Rainer Maria Rilke, 1903
in Letters to a Young Poet

I feel inspired this week. Ideas, discussion, theory . . motivation, creativity, flow experiences, reread Csikszentmihalyi, thought about John Dewey, wrote a lot at Giverny, asked myself questions. I am not thinking about specific, concrete ways to incorporate what I am learning in my classroom. I am dissatisfied with the content I am teaching. Yes, I am learning a great deal and can think of a multitude of ways to use WolframAlpha, Voicethread, active pedagogy strategies, etc. in my class. However, what I could do all day is discuss theory. That is what ignites me. What does this mean? I'm not sure yet.

1 comment:

  1. The quote with which you began this post really resonated with me. I am not very patient with the questions, sometimes, and this reminded me that even my own learning is very developmental and that there are some answers I’m just not yet ready to understand, much less live.
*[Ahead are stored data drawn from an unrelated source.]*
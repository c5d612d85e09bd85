//! Run configuration.
//!
//! Everything the workflow needs (column names, category codes, K, split
//! sizes and seeds, class weights, search grids, SMOTE settings, artifact
//! names) lives in [`Config`]. It deserialises from TOML, and every field
//! has a default that reproduces the reference cohort study.
//!
//! ```toml
//! [preprocessing.imputer]
//! n_neighbors = 5
//!
//! [training]
//! persist = "direct"
//!
//! [[training.experiments]]
//! name = "direct"
//! class_weight = { negative = 1, positive = 4 }
//! split = { test_size = 0.3, seed = 5 }
//! policy = { kind = "direct" }
//! ```

use crate::model::{ClassWeight, CrossValidation, ParamGrid, SvcConfig};
use crate::preprocessing::{CleanerConfig, KnnWeights};
use crate::resampling::Smote;
use serde::{Deserialize, Serialize};
use std::collections::HashSet;
use std::path::{Path, PathBuf};
use thiserror::Error;

#[derive(Debug, Error)]
pub enum ConfigError {
    #[error("cannot read config file: {0}")]
    Io(#[from] std::io::Error),
    #[error("cannot parse config: {0}")]
    Parse(#[from] toml::de::Error),
    #[error("cannot serialise config: {0}")]
    Serialize(#[from] toml::ser::Error),
    #[error("invalid config: {0}")]
    Invalid(String),
}

#[derive(Clone, Debug, Default, PartialEq, Serialize, Deserialize)]
#[serde(default)]
pub struct Config {
    pub preprocessing: PreprocessingConfig,
    pub training: TrainingConfig,
    pub artifacts: ArtifactConfig,
}

#[derive(Clone, Debug, Default, PartialEq, Serialize, Deserialize)]
#[serde(default)]
pub struct PreprocessingConfig {
    pub cleaner: CleanerConfig,
    pub imputer: ImputerConfig,
    pub scaler: ScalerConfig,
}

#[derive(Clone, Copy, Debug, PartialEq, Serialize, Deserialize)]
#[serde(default)]
pub struct ImputerConfig {
    pub n_neighbors: usize,
    pub weights: KnnWeights,
}

impl Default for ImputerConfig {
    fn default() -> Self {
        Self {
            n_neighbors: 7,
            weights: KnnWeights::Uniform,
        }
    }
}

/// Target range of the min-max scaler.
#[derive(Clone, Copy, Debug, PartialEq, Serialize, Deserialize)]
#[serde(default)]
pub struct ScalerConfig {
    pub min: f64,
    pub max: f64,
}

impl Default for ScalerConfig {
    fn default() -> Self {
        Self { min: 0.0, max: 1.0 }
    }
}

/// Train/test split of the normalised frame.
#[derive(Clone, Copy, Debug, PartialEq, Serialize, Deserialize)]
pub struct SplitConfig {
    pub test_size: f64,
    pub seed: u64,
}

/// How the classifier is fit on the training partition.
#[derive(Clone, Debug, PartialEq, Serialize, Deserialize)]
#[serde(tag = "kind", rename_all = "snake_case")]
pub enum TrainingPolicy {
    /// A single fit with the base hyperparameters.
    Direct,
    /// Cross-validated search over `C` × `gamma`, then refit.
    GridSearch {
        grid: ParamGrid,
        #[serde(default)]
        cv: CrossValidation,
    },
}

/// One train-and-evaluate run.
#[derive(Clone, Debug, PartialEq, Serialize, Deserialize)]
pub struct ExperimentConfig {
    pub name: String,
    pub split: SplitConfig,
    #[serde(default)]
    pub class_weight: ClassWeight,
    pub policy: TrainingPolicy,
    /// SMOTE on the training partition before fitting.
    #[serde(default)]
    pub oversample: Option<Smote>,
}

#[derive(Clone, Debug, PartialEq, Serialize, Deserialize)]
#[serde(default)]
pub struct TrainingConfig {
    /// Base SVC settings; experiments override `class_weight`, and grid
    /// searches override `c` and `gamma`.
    pub svc: SvcConfig,
    pub experiments: Vec<ExperimentConfig>,
    /// Name of the experiment whose model is saved.
    pub persist: String,
}

impl Default for TrainingConfig {
    fn default() -> Self {
        Self {
            svc: SvcConfig::default(),
            experiments: vec![
                ExperimentConfig {
                    name: "direct".to_string(),
                    split: SplitConfig {
                        test_size: 0.3,
                        seed: 5,
                    },
                    class_weight: ClassWeight::new(1, 4),
                    policy: TrainingPolicy::Direct,
                    oversample: None,
                },
                ExperimentConfig {
                    name: "grid_search".to_string(),
                    split: SplitConfig {
                        test_size: 0.3,
                        seed: 5,
                    },
                    class_weight: ClassWeight::new(1, 5),
                    policy: TrainingPolicy::GridSearch {
                        grid: ParamGrid::linspace(-10.0, 10.0, 30).positive_only(),
                        cv: CrossValidation::default(),
                    },
                    oversample: None,
                },
                ExperimentConfig {
                    name: "smote_grid_search".to_string(),
                    split: SplitConfig {
                        test_size: 0.2,
                        seed: 10,
                    },
                    class_weight: ClassWeight::new(1, 2),
                    policy: TrainingPolicy::GridSearch {
                        grid: ParamGrid::linspace(0.01, 10.0, 5),
                        cv: CrossValidation::default(),
                    },
                    oversample: Some(Smote::new(5, 10)),
                },
            ],
            persist: "smote_grid_search".to_string(),
        }
    }
}

/// File names of the artifacts written by `train`.
#[derive(Clone, Debug, PartialEq, Serialize, Deserialize)]
#[serde(default)]
pub struct ArtifactConfig {
    pub bundle: PathBuf,
    pub model: PathBuf,
    pub report: PathBuf,
}

impl Default for ArtifactConfig {
    fn default() -> Self {
        Self {
            bundle: PathBuf::from("MIMIC_Cancer_Classifier_Preprocessing.bin"),
            model: PathBuf::from("MIMIC_Cancer_Classifier_Model.bin"),
            report: PathBuf::from("MIMIC_Cancer_Classifier_Report.json"),
        }
    }
}

impl ArtifactConfig {
    /// The same file names under `dir`.
    pub fn under(&self, dir: &Path) -> Self {
        Self {
            bundle: dir.join(&self.bundle),
            model: dir.join(&self.model),
            report: dir.join(&self.report),
        }
    }
}

impl Config {
    pub fn from_file<P: AsRef<Path>>(path: P) -> Result<Self, ConfigError> {
        let text = std::fs::read_to_string(path)?;
        Self::from_toml_str(&text)
    }

    pub fn from_toml_str(text: &str) -> Result<Self, ConfigError> {
        let config: Config = toml::from_str(text)?;
        config.validate()?;
        Ok(config)
    }

    pub fn to_toml_string(&self) -> Result<String, ConfigError> {
        Ok(toml::to_string_pretty(self)?)
    }

    /// Checks that do not need data: ranges, names and references.
    pub fn validate(&self) -> Result<(), ConfigError> {
        let invalid = |msg: String| Err(ConfigError::Invalid(msg));

        if self.preprocessing.imputer.n_neighbors == 0 {
            return invalid("imputer.n_neighbors must be at least 1".into());
        }
        let scaler = &self.preprocessing.scaler;
        if !(scaler.min.is_finite() && scaler.max.is_finite() && scaler.max > scaler.min) {
            return invalid(format!(
                "scaler range [{}, {}] must be finite with max > min",
                scaler.min, scaler.max
            ));
        }
        self.training
            .svc
            .validate()
            .map_err(|e| ConfigError::Invalid(e.to_string()))?;

        let mut names = HashSet::new();
        for exp in &self.training.experiments {
            if !names.insert(exp.name.as_str()) {
                return invalid(format!("duplicate experiment name `{}`", exp.name));
            }
            if !(exp.split.test_size > 0.0 && exp.split.test_size < 1.0) {
                return invalid(format!(
                    "experiment `{}`: test_size must be in (0, 1), got {}",
                    exp.name, exp.split.test_size
                ));
            }
            if exp.class_weight.negative == 0 || exp.class_weight.positive == 0 {
                return invalid(format!(
                    "experiment `{}`: class weights must be at least 1",
                    exp.name
                ));
            }
            if let TrainingPolicy::GridSearch { grid, cv } = &exp.policy {
                grid.validate()
                    .map_err(|e| ConfigError::Invalid(format!("experiment `{}`: {e}", exp.name)))?;
                if cv.n_folds < 2 {
                    return invalid(format!(
                        "experiment `{}`: n_folds must be at least 2",
                        exp.name
                    ));
                }
            }
            if let Some(smote) = &exp.oversample {
                if smote.k_neighbors == 0 {
                    return invalid(format!(
                        "experiment `{}`: k_neighbors must be at least 1",
                        exp.name
                    ));
                }
            }
        }
        if !names.contains(self.training.persist.as_str()) {
            return invalid(format!(
                "persist names unknown experiment `{}`",
                self.training.persist
            ));
        }
        Ok(())
    }

    pub fn experiment(&self, name: &str) -> Option<&ExperimentConfig> {
        self.training.experiments.iter().find(|e| e.name == name)
    }
}

#[cfg(test)]
mod tests {
    use super::*;

    #[test]
    fn test_default_config_is_valid() {
        let config = Config::default();
        config.validate().unwrap();
        assert_eq!(config.training.experiments.len(), 3);
        assert_eq!(config.preprocessing.imputer.n_neighbors, 7);
        assert_eq!(
            config.experiment("smote_grid_search").unwrap().oversample,
            Some(Smote::new(5, 10))
        );
    }

    #[test]
    fn test_empty_toml_gives_defaults() {
        assert_eq!(Config::from_toml_str("").unwrap(), Config::default());
    }

    #[test]
    fn test_partial_toml_overrides() {
        let text = r#"
            [preprocessing.imputer]
            n_neighbors = 3
            weights = "distance"

            [training]
            persist = "quick"

            [[training.experiments]]
            name = "quick"
            split = { test_size = 0.25, seed = 1 }
            class_weight = { negative = 1, positive = 3 }
            policy = { kind = "grid_search", grid = { c = [0.5, 1.0], gamma = [0.1] } }
        "#;
        let config = Config::from_toml_str(text).unwrap();
        assert_eq!(config.preprocessing.imputer.n_neighbors, 3);
        assert_eq!(config.preprocessing.imputer.weights, KnnWeights::Distance);
        assert_eq!(config.preprocessing.cleaner, CleanerConfig::default());

        let exp = config.experiment("quick").unwrap();
        assert_eq!(exp.class_weight, ClassWeight::new(1, 3));
        match &exp.policy {
            TrainingPolicy::GridSearch { grid, cv } => {
                assert_eq!(grid.c, vec![0.5, 1.0]);
                assert_eq!(cv.n_folds, 5);
            }
            other => panic!("unexpected policy {other:?}"),
        }
    }

    #[test]
    fn test_invalid_configs() {
        let unknown_persist = "[training]\npersist = \"nope\"";
        assert!(matches!(
            Config::from_toml_str(unknown_persist),
            Err(ConfigError::Invalid(_))
        ));

        let mut config = Config::default();
        config.training.experiments[0].split.test_size = 1.5;
        assert!(config.validate().is_err());

        assert!(matches!(
            Config::from_toml_str("[preprocessing.imputer]\nn_neighbors = \"seven\""),
            Err(ConfigError::Parse(_))
        ));
    }

    #[test]
    fn test_toml_round_trip() {
        let config = Config::default();
        let text = config.to_toml_string().unwrap();
        assert_eq!(Config::from_toml_str(&text).unwrap(), config);
    }

    #[test]
    fn test_artifact_paths_under_dir() {
        let paths = ArtifactConfig::default().under(Path::new("out"));
        assert_eq!(
            paths.model,
            Path::new("out").join("MIMIC_Cancer_Classifier_Model.bin")
        );
    }
}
    Your comments about feeling dissatisfied with the content you are teaching and your passion for discussing theory suggest to me that you are rethinking things at a very deep level. The value of theory is that it gives us new options for thought and action by changing what it is we can see. You seem to have a tacit understanding that if you can re-envision the content of your curriculum and your purposes in engaging students with it, you can literally transform the experiences students have in your classes and the future trajectories of their lives.
    For me, theory and practice began to converge when I made the decision to use a thematic, interdisciplinary approach to planning (as opposed to progressing through the textbook in a linear fashion). I began paying more attention to context; looking for ways to ground each lesson in content rather than in grammar; experimenting with emerging technologies, children’s literature, projects, and service learning; and tapping students’ interests and talents more purposefully. All of these actions were expressions of my understanding of various theories about motivation, creativity, experiential learning, etc. Class became something that I couldn’t wait to prepare and a place many of my students hated to leave when the bell rang. We tackled big questions and complex topics in simple language—art as social commentary, decision-making, personal legacies, philosophy, prejudice, school policy, social problems, etc.

    My questions for you are how is discussing theory different from the other kinds of activities in which you typically engage, and what is it about theory that ignites you?

    P.S. If you enjoyed the chapter you were assigned from Csikszentmihalyi, you might also want to read Ch. 4 from the same book.